TASK INSTRUCTIONS: Lines from the entries below that hold "failure" form the answer; copy all of them.

PROVIDED RECORDS:
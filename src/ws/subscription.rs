//! Subscription state machine.
//!
//! ```text
//!   INACTIVE ──subscribe sent──► PENDING ──reply ok──► ACTIVE
//!       │                           │                    │
//!       └───────────── unsubscribe() or server error ────┴──► CANCELLED
//! ```
//!
//! CANCELLED is terminal. Data pushes are only dispatched while ACTIVE.

use std::fmt;
use std::sync::{Arc, Mutex, MutexGuard};

use serde_json::Value;
use tokio::sync::mpsc;
use tracing::debug;

use super::error::{ProtocolError, SubscriptionError};
use super::events::EventChannel;
use super::goal::{Operation, OperationMask};
use super::packet::{PacketResponse, random_id};

/// Lifecycle status.
#[derive(Debug, Clone, Copy, PartialEq, Eq, Hash)]
pub enum SubscriptionStatus {
    /// Created, nothing sent yet.
    Inactive,
    /// Subscribe packet sent, waiting for the reply.
    Pending,
    /// Acknowledged by the server.
    Active,
    /// Terminal.
    Cancelled,
}

impl SubscriptionStatus {
    /// Whether no further transitions are possible.
    pub fn is_terminal(self) -> bool {
        self == SubscriptionStatus::Cancelled
    }
}

/// One change pushed by the server for an active subscription.
#[derive(Debug, Clone, PartialEq)]
pub struct DataEvent {
    /// Concrete operation.
    pub operation: Operation,
    /// Server subscription id the push was addressed to, if present.
    pub subscription_id: Option<String>,
    /// Changed entity. The `data` field when present, the whole body otherwise.
    pub payload: Value,
}

impl DataEvent {
    /// Extract the event carried by a data push.
    pub fn from_response(response: &PacketResponse) -> Result<Self, ProtocolError> {
        let tag = response
            .field("operation")
            .and_then(Value::as_u64)
            .ok_or(ProtocolError::UnknownOperation(0))?;
        let operation = Operation::from_tag(tag)?;
        let subscription_id = response
            .field("subscriptionId")
            .and_then(Value::as_str)
            .map(str::to_string);
        let payload = response
            .field("data")
            .cloned()
            .unwrap_or_else(|| Value::Object(response.fields.clone()));

        Ok(Self {
            operation,
            subscription_id,
            payload,
        })
    }
}

#[derive(Debug)]
struct SubscriptionState {
    status: SubscriptionStatus,
    subscription_id: Option<String>,
}

struct SubscriptionInner {
    id: String,
    kind: String,
    operations: OperationMask,
    params: Value,
    state: Mutex<SubscriptionState>,
    on_create: EventChannel<DataEvent>,
    on_edit: EventChannel<DataEvent>,
    on_delete: EventChannel<DataEvent>,
    on_error: EventChannel<ProtocolError>,
    on_status: EventChannel<SubscriptionStatus>,
    on_unsubscribe: EventChannel<Subscription>,
    /// Owning protocol's unsubscribe queue. Not touched by `destroy`.
    close_hook: Mutex<Option<mpsc::UnboundedSender<Subscription>>>,
}

/// A logical feed of create/update/delete events. Cheap to clone; clones share
/// state and channels.
#[derive(Clone)]
pub struct Subscription {
    inner: Arc<SubscriptionInner>,
}

impl Subscription {
    /// New INACTIVE subscription with a fresh client id.
    pub fn new(kind: impl Into<String>, operations: OperationMask, params: Value) -> Self {
        Self {
            inner: Arc::new(SubscriptionInner {
                id: random_id(),
                kind: kind.into(),
                operations,
                params,
                state: Mutex::new(SubscriptionState {
                    status: SubscriptionStatus::Inactive,
                    subscription_id: None,
                }),
                on_create: EventChannel::new(),
                on_edit: EventChannel::new(),
                on_delete: EventChannel::new(),
                on_error: EventChannel::new(),
                on_status: EventChannel::new(),
                on_unsubscribe: EventChannel::new(),
                close_hook: Mutex::new(None),
            }),
        }
    }

    fn state(&self) -> MutexGuard<'_, SubscriptionState> {
        self.inner
            .state
            .lock()
            .unwrap_or_else(|poisoned| poisoned.into_inner())
    }

    /// Client-assigned id. Also the id of the Subscribe packet.
    pub fn id(&self) -> &str {
        &self.inner.id
    }

    /// Entity type the feed covers.
    pub fn kind(&self) -> &str {
        &self.inner.kind
    }

    /// Operations of interest.
    pub fn operations(&self) -> OperationMask {
        self.inner.operations
    }

    /// Filter parameters.
    pub fn params(&self) -> Value {
        self.inner.params.clone()
    }

    /// Current status.
    pub fn status(&self) -> SubscriptionStatus {
        self.state().status
    }

    /// Server-assigned id, once ACTIVE.
    pub fn subscription_id(&self) -> Option<String> {
        self.state().subscription_id.clone()
    }

    /// Creation events.
    pub fn on_create(&self) -> &EventChannel<DataEvent> {
        &self.inner.on_create
    }

    /// Update events.
    pub fn on_edit(&self) -> &EventChannel<DataEvent> {
        &self.inner.on_edit
    }

    /// Deletion events.
    pub fn on_delete(&self) -> &EventChannel<DataEvent> {
        &self.inner.on_delete
    }

    /// Server-reported errors.
    pub fn on_error(&self) -> &EventChannel<ProtocolError> {
        &self.inner.on_error
    }

    /// Status changes. Fires only when the status actually changes.
    pub fn on_status(&self) -> &EventChannel<SubscriptionStatus> {
        &self.inner.on_status
    }

    /// Fires once when [`unsubscribe`](Self::unsubscribe) takes effect.
    pub fn on_unsubscribe(&self) -> &EventChannel<Subscription> {
        &self.inner.on_unsubscribe
    }

    fn lock_close_hook(&self) -> MutexGuard<'_, Option<mpsc::UnboundedSender<Subscription>>> {
        self.inner
            .close_hook
            .lock()
            .unwrap_or_else(|poisoned| poisoned.into_inner())
    }

    /// Queue this subscription on `hook` when [`unsubscribe`](Self::unsubscribe)
    /// takes effect.
    pub(crate) fn set_close_hook(&self, hook: mpsc::UnboundedSender<Subscription>) {
        *self.lock_close_hook() = Some(hook);
    }

    /// Detach the close hook, if any.
    pub(crate) fn take_close_hook(&self) -> Option<mpsc::UnboundedSender<Subscription>> {
        self.lock_close_hook().take()
    }

    fn announce(&self, from: SubscriptionStatus, to: SubscriptionStatus) {
        if from != to {
            debug!(id = %self.inner.id, ?from, ?to, "subscription status");
            self.inner.on_status.emit(&to);
        }
    }

    /// INACTIVE → PENDING, when the Subscribe packet goes out.
    pub fn mark_pending(&self) -> Result<(), SubscriptionError> {
        let from = {
            let mut state = self.state();
            match state.status {
                SubscriptionStatus::Inactive => {
                    state.status = SubscriptionStatus::Pending;
                    SubscriptionStatus::Inactive
                }
                SubscriptionStatus::Cancelled => return Err(SubscriptionError::Cancelled),
                from => {
                    return Err(SubscriptionError::InvalidTransition {
                        from,
                        to: SubscriptionStatus::Pending,
                    });
                }
            }
        };
        self.announce(from, SubscriptionStatus::Pending);
        Ok(())
    }

    /// PENDING → ACTIVE on a successful Subscribe reply.
    pub fn activate(&self, subscription_id: impl Into<String>) -> Result<(), SubscriptionError> {
        let from = {
            let mut state = self.state();
            match state.status {
                SubscriptionStatus::Pending => {
                    state.status = SubscriptionStatus::Active;
                    state.subscription_id = Some(subscription_id.into());
                    SubscriptionStatus::Pending
                }
                SubscriptionStatus::Cancelled => return Err(SubscriptionError::Cancelled),
                from => {
                    return Err(SubscriptionError::InvalidTransition {
                        from,
                        to: SubscriptionStatus::Active,
                    });
                }
            }
        };
        self.announce(from, SubscriptionStatus::Active);
        Ok(())
    }

    /// Move to CANCELLED. Returns whether the status changed.
    pub fn cancel(&self) -> bool {
        let from = {
            let mut state = self.state();
            std::mem::replace(&mut state.status, SubscriptionStatus::Cancelled)
        };
        self.announce(from, SubscriptionStatus::Cancelled);
        !from.is_terminal()
    }

    /// Report an unrecoverable server error and cancel.
    pub fn fail(&self, error: ProtocolError) {
        self.inner.on_error.emit(&error);
        self.cancel();
    }

    /// Cancel on the caller's behalf and fire the unsubscribe channel.
    ///
    /// Only the first call on a non-terminal subscription has any effect.
    pub fn unsubscribe(&self) -> bool {
        if !self.cancel() {
            return false;
        }
        self.inner.on_unsubscribe.emit(self);
        if let Some(hook) = self.take_close_hook() {
            // Closed only when the protocol is gone; nothing left to notify.
            let _ = hook.send(self.clone());
        }
        true
    }

    /// Route a data push to the channel of its operation.
    ///
    /// Dropped unless ACTIVE and the operation is in the subscribed mask.
    pub fn dispatch(&self, event: &DataEvent) -> bool {
        if self.status() != SubscriptionStatus::Active {
            debug!(id = %self.inner.id, "data for inactive subscription dropped");
            return false;
        }
        if !self.inner.operations.contains(event.operation) {
            debug!(id = %self.inner.id, operation = ?event.operation, "operation not subscribed");
            return false;
        }
        let channel = match event.operation {
            Operation::Create => &self.inner.on_create,
            Operation::Update => &self.inner.on_edit,
            Operation::Delete => &self.inner.on_delete,
        };
        channel.emit(event);
        true
    }

    /// Detach every listener without notifying. The status is left as is, and
    /// a later [`unsubscribe`](Self::unsubscribe) still reaches the protocol.
    pub fn destroy(&self) {
        self.inner.on_create.reset();
        self.inner.on_edit.reset();
        self.inner.on_delete.reset();
        self.inner.on_error.reset();
        self.inner.on_status.reset();
        self.inner.on_unsubscribe.reset();
    }
}

impl fmt::Debug for Subscription {
    fn fmt(&self, f: &mut fmt::Formatter<'_>) -> fmt::Result {
        let state = self.state();
        f.debug_struct("Subscription")
            .field("id", &self.inner.id)
            .field("kind", &self.inner.kind)
            .field("operations", &self.inner.operations)
            .field("status", &state.status)
            .field("subscription_id", &state.subscription_id)
            .finish()
    }
}
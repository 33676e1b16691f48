//! WebSocket subscription protocol.
//!
//! Goal-tagged packets are correlated with their replies by id; data pushes
//! are routed to the [`Subscription`] that owns them.

mod error;
mod events;
mod goal;
mod packet;
mod protocol;
#[cfg(feature = "websocket")]
mod socket;
mod subscription;

pub use error::{ProtocolError, SubscriptionError};
pub use events::{EventChannel, ListenerId};
pub use goal::{Goal, Operation, OperationMask};
pub use packet::{Packet, PacketRequest, PacketResponse};
pub use protocol::{Dispatch, ProtocolConfig, SubscriptionProtocol};
#[cfg(feature = "websocket")]
#[cfg_attr(docsrs, doc(cfg(feature = "websocket")))]
pub use socket::{WsConnection, WsStream};
pub use subscription::{DataEvent, Subscription, SubscriptionStatus};
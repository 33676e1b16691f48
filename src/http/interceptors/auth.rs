//! Credential injection and unauthorized-code handling.

use ::http::header::{HeaderName, HeaderValue};
use async_trait::async_trait;
use serde_json::Value;
use tracing::debug;

use crate::core::ResultCode;
use crate::core::constants::{
    DEFAULT_CREDENTIAL_HEADER, DEFAULT_CREDENTIAL_SCHEME, DEFAULT_EXPIRY_FIELD,
};
use crate::http::descriptor::RequestDescriptor;
use crate::http::error::PipelineError;
use crate::http::interceptor::Interceptor;
use crate::http::response::ResponseEnvelope;
use crate::state::{ReloginReason, SessionStore};

/// Credential settings.
#[derive(Debug, Clone)]
pub struct AuthConfig {
    /// Header carrying the credential.
    pub header: HeaderName,

    /// Scheme prefixed to the token. Empty sends the bare token.
    pub scheme: String,

    /// Body field carrying the credential expiry, in epoch milliseconds.
    pub expiry_field: String,
}

impl Default for AuthConfig {
    fn default() -> Self {
        Self {
            header: DEFAULT_CREDENTIAL_HEADER,
            scheme: DEFAULT_CREDENTIAL_SCHEME.to_string(),
            expiry_field: DEFAULT_EXPIRY_FIELD.to_string(),
        }
    }
}

impl AuthConfig {
    fn credential(&self, token: &str) -> Result<HeaderValue, PipelineError> {
        let credential = if self.scheme.is_empty() {
            token.to_string()
        } else {
            format!("{} {}", self.scheme, token)
        };
        let mut value = HeaderValue::from_str(&credential).map_err(|_| {
            PipelineError::Interceptor("session token is not a valid header value".into())
        })?;
        value.set_sensitive(true);
        Ok(value)
    }
}

/// Injects the session token and reacts to the unauthorized result code.
///
/// * An unauthorized code in a response body, or an application rejection
///   carrying it from an inner normalization stage, invalidates the session
///   and broadcasts a re-login request.
/// * A transport-level error (no response, or a rejected status) whose body
///   carries the code only broadcasts the re-login request.
/// * A successful response advertising a credential expiry arms the session's
///   expiry timer while a token is held.
///
/// Responses to replays in flight are skipped; the original request's pass
/// handles them once the replay settles.
#[derive(Debug, Clone)]
pub struct AuthInterceptor {
    session: SessionStore,
    config: AuthConfig,
}

impl AuthInterceptor {
    /// Inject from `session` using `config`.
    pub fn new(session: SessionStore, config: AuthConfig) -> Self {
        Self { session, config }
    }

    async fn session_rejected(&self, url: &str) {
        debug!(%url, "credential rejected by server");
        self.session.invalidate().await;
        self.session.notify_relogin(ReloginReason::Unauthorized);
    }
}

#[async_trait]
impl Interceptor for AuthInterceptor {
    fn name(&self) -> &'static str {
        "auth"
    }

    async fn on_request(
        &self,
        mut request: RequestDescriptor,
    ) -> Result<RequestDescriptor, PipelineError> {
        if request.no_auth || request.headers.contains_key(&self.config.header) {
            return Ok(request);
        }
        if let Some(token) = self.session.token().await {
            let credential = self.config.credential(&token)?;
            request
                .headers
                .insert(self.config.header.clone(), credential);
        }
        Ok(request)
    }

    async fn on_response(
        &self,
        response: ResponseEnvelope,
    ) -> Result<ResponseEnvelope, PipelineError> {
        if response.request.ignore_response_transformation {
            return Ok(response);
        }

        if response.result_code() == Some(ResultCode::Unauthorized) {
            self.session_rejected(&response.request.url).await;
            return Ok(response);
        }

        let expires_at = response
            .body
            .as_json()
            .and_then(|body| body.get(&self.config.expiry_field))
            .and_then(Value::as_u64);
        if let Some(expires_at) = expires_at {
            if self.session.is_authenticated().await {
                self.session.schedule_expiry(expires_at);
            }
        }
        Ok(response)
    }

    async fn on_response_error(
        &self,
        error: PipelineError,
    ) -> Result<ResponseEnvelope, PipelineError> {
        let replaying = error
            .request()
            .is_some_and(|request| request.ignore_response_transformation);
        if replaying {
            return Err(error);
        }

        match &error {
            PipelineError::Application { failure, response }
                if failure.code == ResultCode::Unauthorized =>
            {
                self.session_rejected(&response.request.url).await;
            }
            _ if error.is_transport()
                && error.result_code() == Some(ResultCode::Unauthorized) =>
            {
                self.session.notify_relogin(ReloginReason::Unauthorized);
            }
            _ => {}
        }
        Err(error)
    }
}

EXERCISE RESPONSE:
            PipelineError::Application { failure, response }
                if failure.code == ResultCode::Unauthorized =>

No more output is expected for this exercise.